2020 TCT | Transplantation & Cellular Therapy Meetings of ASTCT and CIBMTR
 
 
 
Lectures
 

Mortimer M. Bortin Lecture

Friday February 21, 2020 (5:50 PM – 6:20 PM)

Mortimer M. Bortin Lecture Summary by Dr. Shinichiro Okamoto: Challenges of Hematopoietic Cell Transplantation in Asia-Pacific Countries/Regions

At present hematopoietic cell transplantation (HCT) starts moving to the age of refinement. Enlightened use of innovative targeted and immunotherapeutic agents in combination with HCT promises to reduce relapse and further improve its outcome. Contemporary immunotherapies are already being effectively administrated in conjunction with HCT to prevent life-threatening viral infections or relapse of malignant diseases. However, translation of those promising approach into first-line clinical routine is still limited by the availability of technique, limited compatibility of classical phase III designs with cellular therapy, and regulatory restrictions. Multinational efforts and global collaboration of HCT societies are definitely required to overcome the obstacles. 

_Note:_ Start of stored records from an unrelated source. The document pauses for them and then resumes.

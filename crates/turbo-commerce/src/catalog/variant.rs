//! Variant switch wire types.
//!
//! The backend answers `update-variant/{sku}` with one flat object whose
//! `message` field says whether the SKU is a variant with its own attributes
//! (`"variant"`) or a base product (`"no-variant"`). The reply is decoded into
//! [`VariantUpdate`] here so the page never inspects raw JSON.

use crate::ids::Sku;
use crate::price::Price;
use crate::wire::{Attributes, ResponseStatus};
use serde::{Deserialize, Serialize};

/// `message` value announcing a full variant.
pub const FULL_VARIANT_MESSAGE: &str = "variant";

/// Stock line shown under the price.
pub fn stock_text(stock: u32) -> String {
    format!("In Stock - {} available", stock)
}

/// Body of the `update-variant/{sku}` request.
#[derive(Debug, Clone, PartialEq, Eq, Serialize)]
pub struct VariantPayload<'a> {
    #[serde(rename = "productSku")]
    pub product_sku: &'a Sku,
}

/// Raw `update-variant` reply.
///
/// The endpoint usually omits `status`; only an explicit non-success value
/// marks a refusal.
#[derive(Debug, Clone, PartialEq, Eq, Default, Deserialize)]
pub struct VariantReply {
    #[serde(default)]
    pub status: Option<ResponseStatus>,
    #[serde(default)]
    pub message: String,
    #[serde(default)]
    pub title: String,
    #[serde(default)]
    pub price: Price,
    #[serde(default)]
    pub old_price: Price,
    #[serde(default)]
    pub stock: u32,
    #[serde(default, rename = "image")]
    pub image_url: String,
    #[serde(default)]
    pub attributes: Attributes,
}

/// A purchasable configuration with its own attributes.
#[derive(Debug, Clone, PartialEq, Eq)]
pub struct ProductVariant {
    pub sku: Sku,
    pub title: String,
    pub price: Price,
    /// Zero means no previous price.
    pub old_price: Price,
    pub stock: u32,
    pub image_url: String,
    pub attributes: Attributes,
}

/// Base-product data: everything but the attributes.
#[derive(Debug, Clone, PartialEq, Eq)]
pub struct PartialVariant {
    pub sku: Sku,
    pub title: String,
    pub price: Price,
    pub old_price: Price,
    pub stock: u32,
    pub image_url: String,
}

/// Decoded variant reply.
#[derive(Debug, Clone, PartialEq, Eq)]
pub enum VariantUpdate {
    Full(ProductVariant),
    Partial(PartialVariant),
}

impl VariantReply {
    /// Whether the backend explicitly refused the SKU.
    pub fn is_rejected(&self) -> bool {
        self.status.as_ref().is_some_and(|status| !status.is_success())
    }

    /// Tag the reply for `sku`.
    ///
    /// Only the exact message `"variant"` yields [`VariantUpdate::Full`];
    /// every other value is a base product.
    pub fn into_update(self, sku: Sku) -> VariantUpdate {
        if self.message == FULL_VARIANT_MESSAGE {
            VariantUpdate::Full(ProductVariant {
                sku,
                title: self.title,
                price: self.price,
                old_price: self.old_price,
                stock: self.stock,
                image_url: self.image_url,
                attributes: self.attributes,
            })
        } else {
            VariantUpdate::Partial(PartialVariant {
                sku,
                title: self.title,
                price: self.price,
                old_price: self.old_price,
                stock: self.stock,
                image_url: self.image_url,
            })
        }
    }
}

impl VariantUpdate {
    pub fn sku(&self) -> &Sku {
        match self {
            VariantUpdate::Full(v) => &v.sku,
            VariantUpdate::Partial(p) => &p.sku,
        }
    }

    pub fn title(&self) -> &str {
        match self {
            VariantUpdate::Full(v) => &v.title,
            VariantUpdate::Partial(p) => &p.title,
        }
    }

    pub fn price(&self) -> Price {
        match self {
            VariantUpdate::Full(v) => v.price,
            VariantUpdate::Partial(p) => p.price,
        }
    }

    pub fn old_price(&self) -> Price {
        match self {
            VariantUpdate::Full(v) => v.old_price,
            VariantUpdate::Partial(p) => p.old_price,
        }
    }

    pub fn stock(&self) -> u32 {
        match self {
            VariantUpdate::Full(v) => v.stock,
            VariantUpdate::Partial(p) => p.stock,
        }
    }

    pub fn image_url(&self) -> &str {
        match self {
            VariantUpdate::Full(v) => &v.image_url,
            VariantUpdate::Partial(p) => &p.image_url,
        }
    }

    /// Attributes to list; a base product lists none.
    pub fn attributes(&self) -> Option<&Attributes> {
        match self {
            VariantUpdate::Full(v) => Some(&v.attributes),
            VariantUpdate::Partial(_) => None,
        }
    }

    pub fn is_full(&self) -> bool {
        matches!(self, VariantUpdate::Full(_))
    }
}
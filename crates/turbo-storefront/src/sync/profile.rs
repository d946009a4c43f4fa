//! Profile picture preview.

use turbo_data::Transport;

use super::Effect;
use crate::dom::Document;
use crate::{PageContext, SyncError};

/// Last component of a browser file path (`C:\fakepath\me.png` → `me.png`).
pub fn file_name(path: &str) -> &str {
    path.rsplit(['\\', '/']).next().unwrap_or(path)
}

/// Show the chosen picture before upload.
///
/// `object_url` is the blob URL the host created for the selected file.
pub fn preview_profile_picture<D: Document, T: Transport>(
    ctx: &PageContext<D, T>,
    file_path: &str,
    object_url: &str,
) -> Result<Effect, SyncError> {
    let config = ctx.config();
    let s = &config.selectors;
    let mut dom = ctx.dom_mut();
    dom.set_text(
        &s.file_name,
        &format!("{}{}", config.messages.image_uploaded, file_name(file_path)),
    )?;
    dom.set_attribute(&s.profile_picture, "src", object_url)?;
    Ok(Effect::Updated)
}
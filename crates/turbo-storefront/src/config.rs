//! Storefront configuration.
//!
//! Every field has a default matching the stock storefront templates, so an
//! empty file (or `StorefrontConfig::default()`) is a working configuration.

use anyhow::{bail, Context, Result};
use serde::{Deserialize, Serialize};
use turbo_commerce::quantity::DEFAULT_MIN_QUANTITY;
use turbo_commerce::DEFAULT_CURRENCY_SYMBOL;
use turbo_data::{CSRF_COOKIE, CSRF_HEADER};

/// Page configuration.
#[derive(Debug, Clone, PartialEq, Serialize, Deserialize)]
#[serde(default)]
pub struct StorefrontConfig {
    /// CSRF cookie and header names.
    pub csrf: CsrfConfig,

    /// Symbol prefixed to displayed prices.
    pub currency_symbol: String,

    /// Lowest quantity the steppers go down to.
    pub min_quantity: u32,

    /// Share of simulated payments that succeed.
    pub payment_success_rate: f64,

    /// Path of the checkout page, relative to the origin.
    pub checkout_path: String,

    /// Path of the product listing, relative to the origin.
    pub products_path: String,

    /// Element ids and classes.
    pub selectors: Selectors,

    /// User-facing texts.
    pub messages: Messages,
}

impl Default for StorefrontConfig {
    fn default() -> Self {
        Self {
            csrf: CsrfConfig::default(),
            currency_symbol: DEFAULT_CURRENCY_SYMBOL.to_string(),
            min_quantity: DEFAULT_MIN_QUANTITY,
            payment_success_rate: turbo_commerce::checkout::DEFAULT_SUCCESS_RATE,
            checkout_path: "/checkout".to_string(),
            products_path: "/products".to_string(),
            selectors: Selectors::default(),
            messages: Messages::default(),
        }
    }
}

impl StorefrontConfig {
    /// Load config from a file (`.json`, anything else is read as TOML).
    pub fn load(path: &str) -> Result<Self> {
        let content = std::fs::read_to_string(path)
            .with_context(|| format!("Failed to read config file: {}", path))?;

        let config = if path.ends_with(".json") {
            Self::from_json_str(&content)
        } else {
            Self::from_toml_str(&content)
        };
        config.with_context(|| format!("Invalid config file: {}", path))
    }

    pub fn from_toml_str(content: &str) -> Result<Self> {
        let config: Self = toml::from_str(content).context("Failed to parse TOML config")?;
        config.validate()?;
        Ok(config)
    }

    pub fn from_json_str(content: &str) -> Result<Self> {
        let config: Self = serde_json::from_str(content).context("Failed to parse JSON config")?;
        config.validate()?;
        Ok(config)
    }

    /// Reject values no page could work with.
    pub fn validate(&self) -> Result<()> {
        if self.min_quantity == 0 {
            bail!("min_quantity must be at least 1");
        }
        if !(0.0..=1.0).contains(&self.payment_success_rate) {
            bail!(
                "payment_success_rate must be within [0, 1], got {}",
                self.payment_success_rate
            );
        }
        if self.csrf.header.trim().is_empty() {
            bail!("csrf.header must not be empty");
        }
        Ok(())
    }
}

/// CSRF names.
#[derive(Debug, Clone, PartialEq, Eq, Serialize, Deserialize)]
#[serde(default)]
pub struct CsrfConfig {
    pub cookie: String,
    pub header: String,
}

impl Default for CsrfConfig {
    fn default() -> Self {
        Self {
            cookie: CSRF_COOKIE.to_string(),
            header: CSRF_HEADER.to_string(),
        }
    }
}

/// Element ids (and a few classes) the handlers address.
#[derive(Debug, Clone, PartialEq, Eq, Serialize, Deserialize)]
#[serde(default)]
pub struct Selectors {
    // Cart summary
    pub cart_badge: String,
    pub items_count: String,
    pub subtotal_items: String,
    pub subtotal_price: String,
    pub taxes: String,
    pub shipping: String,
    pub total: String,
    /// Cart row quantity input id is this prefix plus the row's SKU.
    pub row_quantity_prefix: String,
    /// Cart row title id is this prefix plus the row's SKU.
    pub row_title_prefix: String,
    pub checkout_button: String,

    // Product page
    pub product_quantity: String,
    pub product_title: String,
    pub active_image: String,
    pub current_sku: String,
    pub variant_select: String,
    pub price: String,
    pub old_price: String,
    pub stock: String,
    pub primary_thumbnail: String,
    pub thumbnail_class: String,
    pub attribute_list: String,
    pub attribute_row_class: String,

    // Category grid
    pub category_select: String,
    pub product_container: String,
    pub category_status: String,

    // Promo
    pub promo_input: String,
    pub promo_button: String,
    pub promo_message: String,

    // Checkout
    pub card_number: String,
    pub expiry: String,
    pub cvv: String,
    pub payment_method_class: String,
    pub place_order: String,
    pub modal: String,
    pub modal_icon: String,
    pub modal_title: String,
    pub modal_message: String,
    pub order_number: String,

    // Profile
    pub file_upload: String,
    pub file_name: String,
    pub profile_picture: String,
}

impl Default for Selectors {
    fn default() -> Self {
        fn s(v: &str) -> String {
            v.to_string()
        }
        Self {
            cart_badge: s("cart-items"),
            items_count: s("items-count"),
            subtotal_items: s("subtotal-items"),
            subtotal_price: s("subtotal-price"),
            taxes: s("vat"),
            shipping: s("shipping"),
            total: s("final-total"),
            row_quantity_prefix: s("quantity-"),
            row_title_prefix: s("title-"),
            checkout_button: s("checkout-btn"),

            product_quantity: s("product-quantity"),
            product_title: s("product-title"),
            active_image: s("image-active"),
            current_sku: s("product-sku"),
            variant_select: s("variantSelect"),
            price: s("product-price"),
            old_price: s("old-price"),
            stock: s("stock"),
            primary_thumbnail: s("thumbnail-primary"),
            thumbnail_class: s("thumbnail"),
            attribute_list: s("variant-list"),
            attribute_row_class: s("list-group-item d-flex justify-content-between align-items-center"),

            category_select: s("categorySelect"),
            product_container: s("productContainer"),
            category_status: s("category-status"),

            promo_input: s("promoCode"),
            promo_button: s("applyBtn"),
            promo_message: s("message"),

            card_number: s("cardNumber"),
            expiry: s("expiry"),
            cvv: s("cvv"),
            payment_method_class: s("payment-method"),
            place_order: s("place-order"),
            modal: s("resultModal"),
            modal_icon: s("modalIcon"),
            modal_title: s("modalTitle"),
            modal_message: s("modalMessage"),
            order_number: s("orderNumber"),

            file_upload: s("file-upload"),
            file_name: s("filename"),
            profile_picture: s("profile-pic"),
        }
    }
}

impl Selectors {
    pub fn row_quantity(&self, sku: &str) -> String {
        format!("{}{}", self.row_quantity_prefix, sku)
    }

    pub fn row_title(&self, sku: &str) -> String {
        format!("{}{}", self.row_title_prefix, sku)
    }
}

/// User-facing texts.
#[derive(Debug, Clone, PartialEq, Eq, Serialize, Deserialize)]
#[serde(default)]
pub struct Messages {
    pub confirm_remove: String,
    pub promo_empty: String,
    pub promo_success_prefix: String,
    pub promo_error_prefix: String,
    pub promo_applying: String,
    pub promo_apply: String,
    pub promo_rejected: String,
    pub category_failed: String,
    pub processing_payment: String,
    pub payment_success_title: String,
    pub payment_success_message: String,
    pub payment_failure_title: String,
    pub payment_failure_message: String,
    pub checkout_processing: String,
    pub image_uploaded: String,
}

impl Default for Messages {
    fn default() -> Self {
        fn s(v: &str) -> String {
            v.to_string()
        }
        Self {
            confirm_remove: s("Are you sure you want to remove this item?"),
            promo_empty: s("\u{26a0}\u{fe0f} Please enter a promo code"),
            promo_success_prefix: s("\u{2713} "),
            promo_error_prefix: s("\u{2717} "),
            promo_applying: s("Applying..."),
            promo_apply: s("Apply"),
            promo_rejected: s("Invalid promo code. Please try again."),
            category_failed: s("Could not load products for this category."),
            processing_payment: s("Processing Payment..."),
            payment_success_title: s("Payment Successful!"),
            payment_success_message: s(
                "Your order has been placed successfully. We'll send you a confirmation email shortly.",
            ),
            payment_failure_title: s("Payment Failed"),
            payment_failure_message: s(
                "There was an issue processing your payment. Please check your payment details and try again.",
            ),
            checkout_processing: s("Processing..."),
            image_uploaded: s("Image uploaded : "),
        }
    }
}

In addition, the unique challenges in HCT remain in Asia-Pacific countries/regions. Although the activity of HCT in Asia-pacific countries/regions as a whole has kept growing in terms of the numbers of transplantations, about two third of Asia-Pacific countries/regions still remain in the age of exploration and expansion in HCT, where the infrastructure for supporting HCT, financial supports and regulatory policies for innovative therapies vary significantly from those in Western countries. The Asia-Pacific Transplantation Group (APBMT) was founded in 1992 and has been working for promoting the activity of HCT in Asia-Pacific countries/regions. The APBMT vision encompasses these important issues by providing emerging countries with training opportunities in HCT and ensuring the quality of HCT. APBMT will start HCT center accreditation project while harmonizing our approaches with the materials and recommendations of international accreditations. APBMT has also promoting the activity of transplant outcome registry in order to increase the opportunity of clinical studies among our regions. These are the big challenges of HCT in Asia-Pacific countries/regions, however, I believe great enthusiasm for HCT and the passion of Asian peoples have undoubtedly contribute to achieve this goal.

 
  
 

E. Donnall Thomas Lecture
Friday, February 21, 2020 (6:20 PM – 6:50 PM)
E. Donnall Thomas Lecture Summary by Dr. Effie Petersdorf: Immunogenetics of Hematopoietic Cell Transplantation
 
HLA antigens were first described over 60 years ago as the products of a system of closely linked genetic loci that are inherited in classic Mendelian fashion. The HLA system remains the most investigated region of the human genome, due to its importance in disease association. In hematopoietic cell transplantation, the HLA barrier has evolved from early concepts of compatibility between the transplant donor and recipient, to include two hallmarks of HLA genes: sequence diversity and the organization of genetic variation on haplotypes.
 
Much of our current understanding of the HLA barrier has been facilitated by continuous improvements in the technology to assay HLA genes and proteins. The availability of powerful sequencing methods has not only uncovered genetic variation within coding and non-coding regions of HLA genes but has also elucidated the organization of variants on haplotypes, particularly within intergenic regions that may harbor undetected transplantation determinants. The implications of HLA variation on their function is entering a new phase. Novel variants that affect the level of expression of HLA antigens are increasingly identified. The role of HLA expression in graft-versus-host allorecognition is coming into focus and already has immediate implications to patient care particularly in the selection of HLA-mismatched donors for transplantation. A paradigm for the future is one founded on donor-recipient compatibility and individualized for each patient’s unique “HLA-ome”. In this way, structure informs function.